Friday, February 14, 2014

Review of Gentlemen of the Road by Michael Chabon



Despite being on multiple bestseller lists, despite winning the Pulitzer prize, and despite being a writer of “literary training, generation, and pretensions”, Michael Chabon is a genre proponent.  (Read the afterword to his 2008 The Yiddish Policemen’s Union for more info.)  Literary fiction aficionados lauding Chabon’s talent—for talent it is, The New York Times Magazine, one of the bastions of American literature which lets speculative fiction play on its margins, contracted the author to write a serialized genre story.  Published over the course of five months, and collected in a single volume in 2007, Gentlemen of the Road is the result.

In the time honored tradition of Fafhrd and the Grey Mouser, Elric and Moonglum, and all other fantasy adventure pairs, Chabon adds Zelikman and Amram to the mix.  The former a scarecrow-thin physician of Frankish descent who wields a blood-letting lance as a sword and the latter a strong-as-an-ox African who carries a Viking axe into battle, the pair get themselves into one scrum after another as they cheat, cure, assist, and fight their way across the lands of Kazaria (what is today the Caucus region) in one adventure after another.

Gentlemen of the Road opens with the duo pulling a ruse on the followers of a caravanseri.  Everything going as planned until its time to collect the night’s earnings, a silent murder finds the two with an indignant prince on their hands, but gold on the horizon if they are able to return him to his rich father in one piece.  The plot developing quickly in the aftermath, it isn’t long before even that objective must be modified.  All manner of bandits, assassination attempts, executions, horse thieving, and tricks upon tricks entering the scenes thereafter, Zelikman and Amram have to be on their toes every step of the way if the prince is to remain alive and the breath in their lungs.

Dedicated to Michael Moorcock but likewise possessing a strong flavor Fritz Leiber given the picaresque, fantasy adventure pair elements, Gentlemen of the Road is pure genre backed by research into the Medieval-esque history of Judaism in the north Middle East.  Story tried and true, Chabon even writes in an archaic style in an attempt to make proceedings feel more ‘epic’.  The following is par for the course:

For a moment after the insult was hurled, the African went on eating, without looking up from the shatranj board, indeed without seeming to have heard the remark at all.  Then, before anyone quite understood that calumny so fine went beyond the powers of even the myna, and that the bird was innocent, this once, of slander, the African reached his left hand into his right buskin and, in a continuous gesture as fluid and unbroken as that by which a falconer looses his fatal darling into the sky, produced a shard of bright Arab steel, its crude hilt swaddled in strips of hide, and sent it hunting across the benches.”
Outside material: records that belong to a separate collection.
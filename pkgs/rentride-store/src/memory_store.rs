//! In-process Conversation Store
//!
//! [`MemoryBackend`] plays the server: it holds actors, bookings and every
//! message. [`MemoryConversationStore`] is one actor's authenticated view of
//! it and implements [`ConversationStore`] with the same semantics as the
//! HTTP API (server-assigned ids, per-receiver read flags, role-scoped
//! directory).

use async_trait::async_trait;
use chrono::Utc;
use parking_lot::Mutex;
use std::collections::{HashMap, HashSet};
use std::sync::Arc;
use tracing::debug;

use crate::conversation_store::ConversationStore;
use crate::error::StoreError;
use crate::models::{Actor, ActorId, Message, Role};

#[derive(Default)]
struct BackendState {
    actors: HashMap<ActorId, Actor>,
    /// (host, customer) pairs with at least one booking
    bookings: HashSet<(ActorId, ActorId)>,
    messages: Vec<Message>,
    next_id: u64,
}

/// Shared in-memory chat backend
#[derive(Clone, Default)]
pub struct MemoryBackend {
    state: Arc<Mutex<BackendState>>,
}

impl MemoryBackend {
    pub fn new() -> Self {
        Self::default()
    }

    pub fn add_actor(&self, actor: Actor) {
        self.state.lock().actors.insert(actor.id.clone(), actor);
    }

    /// Record that `customer_id` booked a vehicle of `host_id`
    pub fn add_booking(&self, host_id: &str, customer_id: &str) {
        self.state
            .lock()
            .bookings
            .insert((host_id.to_string(), customer_id.to_string()));
    }

    /// Authenticated view of the backend for `actor_id`
    pub fn session(&self, actor_id: &str) -> MemoryConversationStore {
        MemoryConversationStore {
            backend: self.clone(),
            actor_id: actor_id.to_string(),
        }
    }

    /// Every stored message between two actors, oldest first
    pub fn messages_between(&self, a: &str, b: &str) -> Vec<Message> {
        let state = self.state.lock();
        Self::conversation(&state, a, b)
    }

    fn conversation(state: &BackendState, a: &str, b: &str) -> Vec<Message> {
        let mut messages: Vec<Message> = state
            .messages
            .iter()
            .filter(|m| {
                (m.sender_id == a && m.receiver_id == b) || (m.sender_id == b && m.receiver_id == a)
            })
            .cloned()
            .collect();
        messages.sort_by_key(|m| m.created_at);
        messages
    }

    fn has_booking(state: &BackendState, host_id: &str, customer_id: &str) -> bool {
        state
            .bookings
            .contains(&(host_id.to_string(), customer_id.to_string()))
    }
}

/// One actor's view of a [`MemoryBackend`]
#[derive(Clone)]
pub struct MemoryConversationStore {
    backend: MemoryBackend,
    actor_id: ActorId,
}

impl MemoryConversationStore {
    pub fn actor_id(&self) -> &str {
        &self.actor_id
    }
}

#[async_trait]
impl ConversationStore for MemoryConversationStore {
    async fn send_message(&self, receiver_id: &str, body: &str) -> Result<Message, StoreError> {
        if body.trim().is_empty() {
            return Err(StoreError::InvalidInput("message body is empty".to_string()));
        }

        let mut state = self.backend.state.lock();
        if !state.actors.contains_key(receiver_id) {
            return Err(StoreError::NotFound(format!("receiver {receiver_id}")));
        }

        state.next_id += 1;
        let message = Message {
            id: format!("m{}", state.next_id),
            sender_id: self.actor_id.clone(),
            receiver_id: receiver_id.to_string(),
            body: body.to_string(),
            created_at: Utc::now(),
            read: false,
        };
        state.messages.push(message.clone());

        debug!(id = %message.id, from = %self.actor_id, to = %receiver_id, "memory store persisted message");
        Ok(message)
    }

    async fn fetch_conversation(&self, peer_id: &str) -> Result<Vec<Message>, StoreError> {
        let state = self.backend.state.lock();
        Ok(MemoryBackend::conversation(&state, &self.actor_id, peer_id))
    }

    async fn mark_read(&self, peer_id: &str) -> Result<(), StoreError> {
        let mut state = self.backend.state.lock();
        for message in state
            .messages
            .iter_mut()
            .filter(|m| m.sender_id == peer_id && m.receiver_id == self.actor_id)
        {
            message.read = true;
        }
        Ok(())
    }

    async fn unread_count(&self) -> Result<u64, StoreError> {
        let state = self.backend.state.lock();
        Ok(state
            .messages
            .iter()
            .filter(|m| m.receiver_id == self.actor_id && !m.read)
            .count() as u64)
    }

    async fn directory(&self, role: Role) -> Result<Vec<Actor>, StoreError> {
        let state = self.backend.state.lock();
        let caller_role = state
            .actors
            .get(&self.actor_id)
            .map(|a| a.role)
            .ok_or_else(|| StoreError::NotFound(format!("actor {}", self.actor_id)))?;

        let mut actors: Vec<Actor> = state
            .actors
            .values()
            .filter(|candidate| candidate.role == role && candidate.id != self.actor_id)
            .filter(|candidate| match (caller_role, role) {
                (_, Role::Admin) | (Role::Admin, _) => true,
                (Role::Host, Role::Customer) => {
                    MemoryBackend::has_booking(&state, &self.actor_id, &candidate.id)
                }
                (Role::Customer, Role::Host) => {
                    MemoryBackend::has_booking(&state, &candidate.id, &self.actor_id)
                }
                _ => false,
            })
            .cloned()
            .collect();
        actors.sort_by(|a, b| a.id.cmp(&b.id));
        Ok(actors)
    }
}
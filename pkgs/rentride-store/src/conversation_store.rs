//! Conversation Store contract

use async_trait::async_trait;

use crate::error::StoreError;
use crate::models::{Actor, Message, Role};

/// Request/response persistence API for chat, seen from the logged-in actor
///
/// The Store is the durable source of truth: a message exists once
/// `send_message` resolved, whatever happened on the push channel.
#[async_trait]
pub trait ConversationStore: Send + Sync {
    /// `POST messages` - persist a message from the current actor
    async fn send_message(&self, receiver_id: &str, body: &str) -> Result<Message, StoreError>;

    /// `GET conversations/{peer}` - time-ordered history with `peer_id`
    async fn fetch_conversation(&self, peer_id: &str) -> Result<Vec<Message>, StoreError>;

    /// `PUT conversations/{peer}/read` - acknowledge everything `peer_id` sent
    async fn mark_read(&self, peer_id: &str) -> Result<(), StoreError>;

    /// `GET unread/count` - unread messages addressed to the current actor
    async fn unread_count(&self) -> Result<u64, StoreError>;

    /// `GET directory?role=` - actors of `role` reachable by the current actor
    async fn directory(&self, role: Role) -> Result<Vec<Actor>, StoreError>;
}
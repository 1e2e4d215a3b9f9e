//! Role-aware contact directory
//!
//! | actor    | contacts                                   |
//! |----------|--------------------------------------------|
//! | admin    | every customer and host                    |
//! | host     | support admins, customers who booked them  |
//! | customer | support admins, hosts they booked          |
//!
//! A failed lookup degrades to an empty list instead of an error. Hosts and
//! customers always get at least one support contact: when no admin resolves,
//! a placeholder is synthesized.

use rentride_store::{Actor, ConversationStore, Role};
use serde::{Deserialize, Serialize};
use std::collections::HashSet;
use std::sync::Arc;
use tracing::{debug, instrument, warn};

use crate::config::ChatConfig;
use crate::error::ChatError;

#[derive(Debug, Clone, Copy, PartialEq, Eq, Serialize, Deserialize)]
pub enum Relationship {
    Support,
    Host,
    Customer,
}

impl From<Role> for Relationship {
    fn from(role: Role) -> Self {
        match role {
            Role::Admin => Relationship::Support,
            Role::Host => Relationship::Host,
            Role::Customer => Relationship::Customer,
        }
    }
}

#[derive(Debug, Clone, PartialEq, Eq, Serialize, Deserialize)]
pub struct ContactEntry {
    pub actor: Actor,
    pub relationship: Relationship,
    /// Synthesized support contact, not a real admin account
    pub is_placeholder: bool,
}

#[derive(Debug, Clone, Default, PartialEq, Eq, Serialize, Deserialize)]
pub struct ContactDirectory {
    pub entries: Vec<ContactEntry>,
    /// At least one lookup failed and was replaced by an empty list
    pub degraded: bool,
}

impl ContactDirectory {
    pub fn len(&self) -> usize {
        self.entries.len()
    }

    pub fn is_empty(&self) -> bool {
        self.entries.is_empty()
    }

    pub fn find(&self, actor_id: &str) -> Option<&ContactEntry> {
        self.entries.iter().find(|e| e.actor.id == actor_id)
    }

    pub fn with_relationship(
        &self,
        relationship: Relationship,
    ) -> impl Iterator<Item = &ContactEntry> + '_ {
        self.entries
            .iter()
            .filter(move |e| e.relationship == relationship)
    }

    fn push_all(&mut self, actors: Vec<Actor>, seen: &mut HashSet<String>) {
        for actor in actors {
            if seen.insert(actor.id.clone()) {
                self.entries.push(ContactEntry {
                    relationship: actor.role.into(),
                    actor,
                    is_placeholder: false,
                });
            }
        }
    }
}

pub struct DirectoryResolver {
    store: Arc<dyn ConversationStore>,
    support_id: String,
    support_name: String,
}

impl DirectoryResolver {
    pub fn new(store: Arc<dyn ConversationStore>, config: &ChatConfig) -> Self {
        Self {
            store,
            support_id: config.support_contact_id.clone(),
            support_name: config.support_contact_name.clone(),
        }
    }

    /// Contacts `actor` may chat with; never fails
    #[instrument(skip(self, actor), fields(actor_id = %actor.id, role = %actor.role))]
    pub async fn resolve_contacts(&self, actor: &Actor) -> ContactDirectory {
        let lookups: &[Role] = match actor.role {
            Role::Admin => &[Role::Customer, Role::Host],
            Role::Host => &[Role::Admin, Role::Customer],
            Role::Customer => &[Role::Admin, Role::Host],
        };

        let mut directory = ContactDirectory::default();
        let mut seen = HashSet::from([actor.id.clone()]);

        for role in lookups {
            match self.lookup(*role).await {
                Ok(actors) => directory.push_all(actors, &mut seen),
                Err(err) => {
                    warn!(%role, error = %err, "directory lookup degraded to empty list");
                    directory.degraded = true;
                }
            }
        }

        let has_support = directory.with_relationship(Relationship::Support).next().is_some();
        if actor.role != Role::Admin && !has_support {
            debug!("no support admin resolved, adding placeholder");
            directory.entries.insert(0, self.placeholder());
        }

        directory
    }

    async fn lookup(&self, role: Role) -> Result<Vec<Actor>, ChatError> {
        let actors = self
            .store
            .directory(role)
            .await
            .map_err(|err| ChatError::DirectoryFetchFailure(format!("{role}: {err}")))?;

        Ok(actors.into_iter().filter(|a| a.role == role).collect())
    }

    fn placeholder(&self) -> ContactEntry {
        ContactEntry {
            actor: Actor::new(self.support_id.clone(), self.support_name.clone(), Role::Admin),
            relationship: Relationship::Support,
            is_placeholder: true,
        }
    }
}
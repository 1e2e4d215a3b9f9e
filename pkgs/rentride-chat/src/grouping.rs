//! Calendar-day grouping of a conversation log for display

use chrono::{Local, NaiveDate, TimeZone};

use crate::models::LogEntry;

#[derive(Debug, Clone, PartialEq)]
pub struct DayGroup {
    pub date: NaiveDate,
    pub entries: Vec<LogEntry>,
}

/// Group `entries` by calendar day in `tz`
///
/// Groups appear in order of their first entry; entries keep log order.
pub fn group_by_day<Tz: TimeZone>(entries: &[LogEntry], tz: &Tz) -> Vec<DayGroup> {
    let mut groups: Vec<DayGroup> = Vec::new();
    for entry in entries {
        let date = entry.created_at.with_timezone(tz).date_naive();
        match groups.iter_mut().find(|g| g.date == date) {
            Some(group) => group.entries.push(entry.clone()),
            None => groups.push(DayGroup {
                date,
                entries: vec![entry.clone()],
            }),
        }
    }
    groups
}

pub fn group_by_local_day(entries: &[LogEntry]) -> Vec<DayGroup> {
    group_by_day(entries, &Local)
}
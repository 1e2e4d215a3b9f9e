//! Error types for Conversation Store calls

use thiserror::Error;

#[derive(Debug, Error)]
pub enum StoreError {
    #[error("HTTP error: {0}")]
    Http(#[from] reqwest::Error),

    #[error("Store rejected request ({status}): {message}")]
    Status { status: u16, message: String },

    #[error("Invalid URL: {0}")]
    InvalidUrl(#[from] url::ParseError),

    #[error("Invalid input: {0}")]
    InvalidInput(String),

    #[error("Not found: {0}")]
    NotFound(String),
}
Knowing Chabon, this is probably also his way of paying tribute to the genre authors he adores—Leiber, Moorcock, and others. 

In following with this ideal, there is nothing truly fresh or original about the plot of Gentlemen of the Road.  Given the story was serialized, each chapter ends on a ‘note of interest’ to keep the reader tuned in next week.  Moreover, all of the standard tricks of the trade are in place.  There are ruses, near deaths, exciting rescues, plot twists, big battles, jaunty banter—nothing that hasn’t been done in fantasy adventure before save the Jewish/Khazarian backdrop.  It is thus quite humorous to read cover copy.  That from Time is the tip-toeing best:

“Chabon is still a literary novelist, but he’s having a hot, star-crossed flirtation with the ‘popular’ genres.  He riffs on them, toys with them, steals their best tricks, passes them notes in class, etc.  In Gentlemen of the Road… he achieves something like the consummation.  He goes all the way.”

In the end, Gentlemen of the Road is genre literature done right, but still mainstream genre.  As is the want of Chabon, a high degree of research into the history of Jewish ‘sword and sorcery’ went into the writing—which does make for interesting reading, but it doesn’t mean the novel escapes the label.  More homage than original material, readers with only fantasy backgrounds will probably find many of the flower’s petals still possess color, while those who approach the book from a literary perspective are likely to have the same reaction as Time.   For people looking for a writer seeking to break the mold of epic fantasy/adventure in more bold fashion, I would seek out M. John Harrison’s Viriconium (particularly The Pastel City), Ursula Le Guin’s Earthsea Cycle, Phillip Pullman’s His Dark Materials, Robert Silverberg’s Lord Valentine Pontifex, Steven Erikson’s Malazan Book of the Fallen, and Gene Wolfe’s TheWizard Knight.